Annual incidence data in 20 countries that switched to aP vaccines for primary immunization. We extracted 1980–2012 yearly case counts and pertussis vaccine coverage estimates from the WHO database (http://www.who.int/immunization/monitoring_surveillance/data/en/). For definiteness, we restricted our analysis to countries with more than 80% complete case count and more than 5 million inhabitants. Before analysis, incidence data were log10-transformed and a 5-year moving average was applied to remove the known 2–5 year cycles [21]. To detect long-term trends in pertussis reports, we proceeded in two steps. First, a series of segmented regression models with 0–3 breakpoints and time segments longer than 5 years were applied for each country [3,20]; of these, the most parsimonious model was selected according to the Bayesian information criterion.
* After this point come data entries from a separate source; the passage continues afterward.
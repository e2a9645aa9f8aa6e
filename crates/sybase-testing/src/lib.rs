//! # sybase-testing
//!
//! Test support for the TDS 5.0 driver: a scripted mock server that
//! speaks just enough of the protocol to exercise the client, plus
//! builders for assembling reply token streams.
//!
//! ## Example
//!
//! ```rust,ignore
//! use sybase_testing::{MockTdsServer, ReplyBuilder, int_column};
//! use tds5_protocol::{DoneStatus, RowFormat, Value};
//!
//! #[tokio::test]
//! async fn test_query() {
//!     let fmt = RowFormat { columns: vec![int_column("x")] };
//!     let reply = ReplyBuilder::new()
//!         .row_format(&fmt)
//!         .row(&[Value::Int(42)])
//!         .done(DoneStatus::COUNT, 1)
//!         .build();
//!
//!     let server = MockTdsServer::builder().reply(reply).start().await.unwrap();
//!     // connect your client to server.addr() ...
//! }
//! ```

#![warn(missing_docs)]
#![deny(unsafe_code)]
#![allow(clippy::expect_used)]

pub mod mock_server;
pub mod reply;

pub use mock_server::{MockServerError, MockTdsServer, MockTdsServerBuilder};
pub use reply::{ReplyBuilder, int_column, varchar_column};
//! Reply decoding: turning a buffered token run into results.
//!
//! The token consumer buffers data tokens until a done token arrives,
//! then [`handle_done`] partitions the buffer into results driven by
//! the done status flags. Results are returned in arrival order.

use tds5_protocol::token::{Done, DoneStatus, Eed, OrderBy, RowFormat, Token};
use tds5_protocol::value::Value;

use crate::error::Error;

/// One result within a reply.
#[derive(Debug, Clone, PartialEq)]
pub enum QueryResult {
    /// Row count of a statement without a result set.
    AffectedRows(u64),
    /// A result set with derived column names and row values.
    ResultSet(ResultSet),
    /// Return status and output parameters of a stored procedure.
    Procedure(ProcedureResult),
}

impl QueryResult {
    /// The affected-row count, if this result is one.
    #[must_use]
    pub fn affected_rows(&self) -> Option<u64> {
        match self {
            Self::AffectedRows(count) => Some(*count),
            _ => None,
        }
    }

    /// The result set, if this result is one.
    #[must_use]
    pub fn result_set(&self) -> Option<&ResultSet> {
        match self {
            Self::ResultSet(set) => Some(set),
            _ => None,
        }
    }
}

/// A decoded result set.
#[derive(Debug, Clone, PartialEq, Default)]
pub struct ResultSet {
    /// Column names; the label when the server sent one, the column
    /// name otherwise.
    pub columns: Vec<String>,
    /// 1-based column numbers the server sorted by, when reported.
    pub order_by: Option<Vec<u8>>,
    /// Rows in arrival order.
    pub rows: Vec<Vec<Value>>,
}

/// A decoded stored-procedure result.
#[derive(Debug, Clone, PartialEq)]
pub struct ProcedureResult {
    /// Procedure return status.
    pub return_status: i32,
    /// Output parameter values.
    pub out_params: Vec<Value>,
}

/// What the consumer should do with its buffer after a done token.
#[derive(Debug, Clone, Copy, PartialEq, Eq)]
pub(crate) enum Disposition {
    /// More completion tokens follow; keep the remaining buffer.
    KeepBuffering,
    /// The segment is finished; the buffer can be dropped.
    Completed,
}

/// Apply one done token to the buffered token run.
///
/// Consumes the tokens that contribute to a result, appends the result
/// to `results`, and reports whether the buffer should be retained for
/// a following completion token.
pub(crate) fn handle_done(
    done: &Done,
    buffer: &mut Vec<Token>,
    results: &mut Vec<QueryResult>,
) -> Result<Disposition, Error> {
    let mut produced = false;

    if done.status.contains(DoneStatus::COUNT) {
        let result = match take_row_format(buffer) {
            Some(fmt) => {
                let columns = fmt
                    .columns
                    .iter()
                    .map(|c| c.display_name().to_string())
                    .collect();
                let order_by = take_order_by(buffer).map(|o| o.columns);
                let rows = take_rows(buffer, done.count as usize);
                QueryResult::ResultSet(ResultSet {
                    columns,
                    order_by,
                    rows,
                })
            }
            None => QueryResult::AffectedRows(u64::from(done.count)),
        };
        results.push(result);
        produced = true;
    }

    if done.status.contains(DoneStatus::PROC) {
        // Counts reported by statements inside the procedure are not
        // surfaced; the procedure result replaces them.
        results.retain(|r| !matches!(r, QueryResult::AffectedRows(_)));
        let return_status = take_return_status(buffer).unwrap_or(0);
        let out_params = take_params(buffer).unwrap_or_default();
        results.push(QueryResult::Procedure(ProcedureResult {
            return_status,
            out_params,
        }));
        produced = true;
    }

    if done.status.contains(DoneStatus::ERROR) {
        // TODO: surface only messages of class > 10; lower classes are
        // informational and should not fail the request.
        return Err(match take_eed(buffer) {
            Some(eed) => Error::from_eed(eed),
            None => Error::Protocol("error completion without a server message".to_string()),
        });
    }

    // EVENT, ATTN and TRANS contribute nothing to results.

    if done.status.contains(DoneStatus::MORE) {
        return Ok(Disposition::KeepBuffering);
    }

    if !produced {
        results.push(QueryResult::AffectedRows(u64::from(done.count)));
    }

    Ok(Disposition::Completed)
}

fn take_row_format(buffer: &mut Vec<Token>) -> Option<RowFormat> {
    let index = buffer
        .iter()
        .position(|t| matches!(t, Token::RowFormat(_)))?;
    match buffer.remove(index) {
        Token::RowFormat(fmt) => Some(fmt),
        _ => None,
    }
}

fn take_order_by(buffer: &mut Vec<Token>) -> Option<OrderBy> {
    let index = buffer.iter().position(|t| matches!(t, Token::OrderBy(_)))?;
    match buffer.remove(index) {
        Token::OrderBy(order) => Some(order),
        _ => None,
    }
}

fn take_return_status(buffer: &mut Vec<Token>) -> Option<i32> {
    let index = buffer
        .iter()
        .position(|t| matches!(t, Token::ReturnStatus(_)))?;
    match buffer.remove(index) {
        Token::ReturnStatus(status) => Some(status),
        _ => None,
    }
}

fn take_params(buffer: &mut Vec<Token>) -> Option<Vec<Value>> {
    let index = buffer.iter().position(|t| matches!(t, Token::Params(_)))?;
    match buffer.remove(index) {
        Token::Params(params) => Some(params.values),
        _ => None,
    }
}

fn take_eed(buffer: &mut Vec<Token>) -> Option<Eed> {
    let index = buffer.iter().position(|t| matches!(t, Token::Eed(_)))?;
    match buffer.remove(index) {
        Token::Eed(eed) => Some(eed),
        _ => None,
    }
}

/// Take up to `count` row tokens from the buffer, in arrival order.
fn take_rows(buffer: &mut Vec<Token>, count: usize) -> Vec<Vec<Value>> {
    let mut rows = Vec::new();
    let mut index = 0;
    while index < buffer.len() && rows.len() < count {
        if matches!(buffer[index], Token::Row(_)) {
            if let Token::Row(row) = buffer.remove(index) {
                rows.push(row.values);
            }
        } else {
            index += 1;
        }
    }
    rows
}

#[cfg(test)]
#[allow(clippy::unwrap_used)]
mod tests {
    use super::*;
    use bytes::Bytes;
    use tds5_protocol::token::{ColumnFormat, Params, Row};
    use tds5_protocol::value::DataType;

    fn done(status: DoneStatus, count: u32) -> Done {
        Done {
            status,
            tran_state: 0,
            count,
        }
    }

    fn row_format(names: &[(&str, &str)]) -> Token {
        let columns = names
            .iter()
            .map(|(label, column)| ColumnFormat {
                label_name: (*label).to_string(),
                column_name: (*column).to_string(),
                status: 0,
                user_type: 0,
                datatype: DataType::IntN,
                max_length: 4,
                locale: String::new(),
            })
            .collect();
        Token::RowFormat(RowFormat { columns })
    }

    fn row(values: &[i64]) -> Token {
        Token::Row(Row {
            values: values.iter().copied().map(Value::Int).collect(),
        })
    }

    fn eed(message: &str) -> Token {
        Token::Eed(Eed {
            number: 207,
            state: 4,
            class: 16,
            sql_state: Bytes::new(),
            status: 0,
            tran_state: 0,
            message: message.to_string(),
            server: "sybase1".to_string(),
            procedure: String::new(),
            line: 1,
        })
    }

    /// Drive a sequence of (segment tokens, done) pairs through the
    /// consumer loop the way the connection does.
    fn run(reply: Vec<(Vec<Token>, Done)>) -> Result<Vec<QueryResult>, Error> {
        let mut buffer = Vec::new();
        let mut results = Vec::new();
        for (tokens, done) in reply {
            buffer.extend(tokens);
            match handle_done(&done, &mut buffer, &mut results)? {
                Disposition::KeepBuffering => {}
                Disposition::Completed => buffer.clear(),
            }
        }
        Ok(results)
    }

    #[test]
    fn empty_query_yields_zero_affected_rows() {
        let results = run(vec![(vec![], done(DoneStatus::COUNT, 0))]).unwrap();
        assert_eq!(results, vec![QueryResult::AffectedRows(0)]);
    }

    #[test]
    fn single_row_result_set() {
        let results = run(vec![(
            vec![row_format(&[("", "x")]), row(&[42])],
            done(DoneStatus::COUNT, 1),
        )])
        .unwrap();

        assert_eq!(
            results,
            vec![QueryResult::ResultSet(ResultSet {
                columns: vec!["x".to_string()],
                order_by: None,
                rows: vec![vec![Value::Int(42)]],
            })]
        );
    }

    #[test]
    fn column_labels_win_over_names() {
        let results = run(vec![(
            vec![row_format(&[("total", "t0_sum"), ("", "id")]), row(&[1, 2])],
            done(DoneStatus::COUNT, 1),
        )])
        .unwrap();

        let set = results[0].result_set().unwrap();
        assert_eq!(set.columns, vec!["total".to_string(), "id".to_string()]);
    }

    #[test]
    fn multi_segment_reply_keeps_arrival_order() {
        let results = run(vec![
            (
                vec![row_format(&[("", "a")]), row(&[1])],
                done(DoneStatus::COUNT | DoneStatus::MORE, 1),
            ),
            (
                vec![row_format(&[("", "b")]), row(&[2]), row(&[3])],
                done(DoneStatus::COUNT, 2),
            ),
        ])
        .unwrap();

        assert_eq!(results.len(), 2);
        assert_eq!(results[0].result_set().unwrap().columns, vec!["a"]);
        assert_eq!(
            results[0].result_set().unwrap().rows,
            vec![vec![Value::Int(1)]]
        );
        assert_eq!(results[1].result_set().unwrap().columns, vec!["b"]);
        assert_eq!(
            results[1].result_set().unwrap().rows,
            vec![vec![Value::Int(2)], vec![Value::Int(3)]]
        );
    }

    #[test]
    fn procedure_swallows_intermediate_counts() {
        let results = run(vec![
            (vec![], done(DoneStatus::COUNT | DoneStatus::MORE, 5)),
            (
                vec![
                    Token::ReturnStatus(0),
                    Token::Params(Params {
                        values: vec![Value::Int(99), Value::from("x")],
                    }),
                ],
                done(DoneStatus::COUNT | DoneStatus::PROC, 0),
            ),
        ])
        .unwrap();

        assert_eq!(
            results,
            vec![QueryResult::Procedure(ProcedureResult {
                return_status: 0,
                out_params: vec![Value::Int(99), Value::from("x")],
            })]
        );
    }

    #[test]
    fn procedure_defaults_when_tokens_absent() {
        let results = run(vec![(vec![], done(DoneStatus::PROC, 0))]).unwrap();
        assert_eq!(
            results,
            vec![QueryResult::Procedure(ProcedureResult {
                return_status: 0,
                out_params: vec![],
            })]
        );
    }

    #[test]
    fn error_flag_surfaces_server_message() {
        let err = run(vec![(
            vec![eed("invalid column")],
            done(DoneStatus::COUNT | DoneStatus::ERROR, 0),
        )])
        .unwrap_err();

        match err {
            Error::Server {
                number, message, ..
            } => {
                assert_eq!(number, 207);
                assert_eq!(message, "invalid column");
            }
            other => panic!("unexpected error: {other:?}"),
        }
    }

    #[test]
    fn error_flag_without_message_is_a_protocol_error() {
        let err = run(vec![(vec![], done(DoneStatus::ERROR, 0))]).unwrap_err();
        assert!(matches!(err, Error::Protocol(_)));
    }

    #[test]
    fn more_without_count_emits_nothing() {
        let results = run(vec![
            (vec![], done(DoneStatus::MORE, 0)),
            (vec![], done(DoneStatus::COUNT, 3)),
        ])
        .unwrap();
        assert_eq!(results, vec![QueryResult::AffectedRows(3)]);
    }

    #[test]
    fn plain_done_synthesizes_affected_rows() {
        let results = run(vec![(vec![], done(DoneStatus::empty(), 0))]).unwrap();
        assert_eq!(results, vec![QueryResult::AffectedRows(0)]);
    }

    #[test]
    fn order_by_is_attached_to_the_result_set() {
        let results = run(vec![(
            vec![
                row_format(&[("", "x")]),
                Token::OrderBy(OrderBy { columns: vec![1] }),
                row(&[42]),
            ],
            done(DoneStatus::COUNT, 1),
        )])
        .unwrap();

        let set = results[0].result_set().unwrap();
        assert_eq!(set.order_by, Some(vec![1]));
    }

    #[test]
    fn rows_beyond_count_stay_in_buffer() {
        let mut buffer = vec![row_format(&[("", "x")]), row(&[1]), row(&[2])];
        let mut results = Vec::new();
        handle_done(&done(DoneStatus::COUNT, 1), &mut buffer, &mut results).unwrap();

        let set = results[0].result_set().unwrap();
        assert_eq!(set.rows.len(), 1);
        assert_eq!(buffer.len(), 1);
    }
}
Second, to account for autocorrelation, we used generalized least-squares on each time segment identified in the first step, assuming the residuals autocorrelation structure followed an autoregressive process of order 1. For each country, the time segments were then classified according to their slope, as increasing (significantly positive slope), decreasing (significantly negative slope) or not significant. For each country, we represent the annual incidence (black solid lines), the fitted values from segmented regression, coloured according to the trend (red lines: significantly increasing; grey lines: no significant trend; blue lines: significantly decreasing), and the date of switch to aP vaccination (black vertical dotted lines). Coloured blue areas indicate the vaccine coverage for the third dose of DTaP vaccine. From left to right and top to bottom, countries are ranked by decreasing value of the last slope.
Figure 2.
Figure 2.
Epidemiological evidence of herd immunity induced by aP vaccines: decrease of cases in infants. (a) Yearly incidence (per 100 000) in infants less than 1 year old after the 1996 introduction of aP in Sweden (data redrawn from table 3 in [34]). (b) Mean yearly number of cases before (years 1992–1994) and after (overall period 1996–2011 or outbreak years) introduction of aP in Sweden, stratified by month of age in the first year of life. (c) Yearly cases per doctor in infants less than 1 year old after the 1981 introduction of aP in Japan (adapted from fig. 3 in [35]). (d) Yearly incidence (per 100 000) in infants less than 1 year old in Italy (adapted from fig. 5 in [36]).